===== Source records =====

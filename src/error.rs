//! Error types for the cache
//!
//! Provides unified error handling using thiserror.

use thiserror::Error;

// == Cache Error Enum ==
/// Unified error type for the cache.
///
/// Per-key operations never report absence through this type: `get` returns
/// `Option`, `delete` and `refresh` return booleans. Errors are reserved for
/// structural misuse, which surfaces at construction time.
#[derive(Error, Debug)]
pub enum CacheError {
    /// Construction parameters that cannot be satisfied
    #[error("Invalid configuration: {0}")]
    InvalidConfig(String),
}

// == Result Type Alias ==
/// Convenience Result type for the cache.
pub type Result<T> = std::result::Result<T, CacheError>;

=====

● Task prompt: Could you retype exactly the lines from the first one of the records through the line containing "Result Type Alias", both included, and nothing more?

● Output for this task:
filename src/error.rs
//! Error types for the cache
//!
//! Provides unified error handling using thiserror.

use thiserror::Error;

// == Cache Error Enum ==
/// Unified error type for the cache.
///
/// Per-key operations never report absence through this type: `get` returns
/// `Option`, `delete` and `refresh` return booleans. Errors are reserved for
/// structural misuse, which surfaces at construction time.
#[derive(Error, Debug)]
pub enum CacheError {
    /// Construction parameters that cannot be satisfied
    #[error("Invalid configuration: {0}")]
    InvalidConfig(String),
}

// == Result Type Alias ==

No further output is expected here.